The goal of a pastor of worship is to accurately and thoroughly give voice to the theology that shapes the life and practices of the church, and the goal of the gathering is to give language and expression to the core values an theology of the church.

How explicit should our theology be in corporate worship?

Our theology should be very clear. What we do when we gather shapes the ways our people think about life and faith, and we are either equipping them with meat and substance or with platitudes and sentimentalism.

I like how Kevin Twit puts it: "our gatherings should prepare people for their encounter with death."

How does theology shape what you do at Sojourn gathered?

We have a strong liturgical structure for our gatherings, and that flows from our theology of worship and our ecclesiology (theology of the church).

A biblical theology of worship tells us that Christians have only one call to worship (the call of the Gospel) and only one worship leader, our singing savior, Jesus Christ. Biblical texts like the book of Hebrews and Revelation show us that our Savior is at the center of worship, leading us in praise to the Father, while the Father calls us to praise the Son.
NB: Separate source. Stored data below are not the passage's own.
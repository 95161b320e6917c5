//! Key-value store adapters for the ledger.
//!
//! - [`InMemoryKeyValueStore`]: process-local map, used by tests and by
//!   servers started without a ledger directory.
//! - [`DirectoryKeyValueStore`]: one `<key>.json` file per key inside a
//!   capability directory, replaced atomically on every write.

mod directory;
mod memory;

pub use directory::DirectoryKeyValueStore;
pub use memory::InMemoryKeyValueStore;
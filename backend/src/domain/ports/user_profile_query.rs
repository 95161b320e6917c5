//! Driving port for the signed-in user's profile.

use async_trait::async_trait;

use crate::domain::{Error, Role, User, UserId};

/// Domain use-case port for reading the current user's profile.
#[cfg_attr(test, mockall::automock)]
#[async_trait]
pub trait UserProfileQuery: Send + Sync {
    /// Return the profile for the authenticated user.
    async fn fetch_profile(&self, user_id: UserId) -> Result<User, Error>;
}

/// Profile query that answers every id with a demo administrator.
#[derive(Debug, Default, Clone, Copy)]
pub struct FixtureUserProfileQuery;

#[async_trait]
impl UserProfileQuery for FixtureUserProfileQuery {
    async fn fetch_profile(&self, user_id: UserId) -> Result<User, Error> {
        User::try_new(user_id, "admin", Role::Admin)
            .map_err(|err| Error::internal(format!("invalid fixture profile: {err}")))
    }
}

#[cfg(test)]
mod tests {
    //! Regression coverage for this module.
    use super::*;
    use rstest::rstest;

    #[rstest]
    #[tokio::test]
    async fn fixture_profile_query_echoes_requested_id() {
        let user_id = UserId::new(11).expect("positive id");
        let user = FixtureUserProfileQuery
            .fetch_profile(user_id)
            .await
            .expect("profile response");
        assert_eq!(user.id(), user_id);
        assert_eq!(user.username(), "admin");
    }
}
The Spirit of God inhabits our hearts, makes the Gospel call effective, and stirs us to respond in worship.

Functionally, our gathering is shaped to remember the Gospel, remember the work of Christ, and celebrate him as the center and leader of our worship. For instance, we regularly try to remind the church that when they worship, they join the Son in glorifying the Father, they join the Father in glorifying the Son, and they join the Spirit in glorifying the Father and the Son. We also remind them that the worship leader on the platform isn’t doing something priestly or sacramental, but is just another member of the body of Christ. Only Jesus can lead us to throne room, only Jesus can make God’s presence powerful and intimate, and only the Holy Spirit can stir hearts. Worship leaders (and congregations, for that matter) merely participate in the glory-sharing work of the Trinity. So we cultivate humility and simplicity in our attitudes towards worship.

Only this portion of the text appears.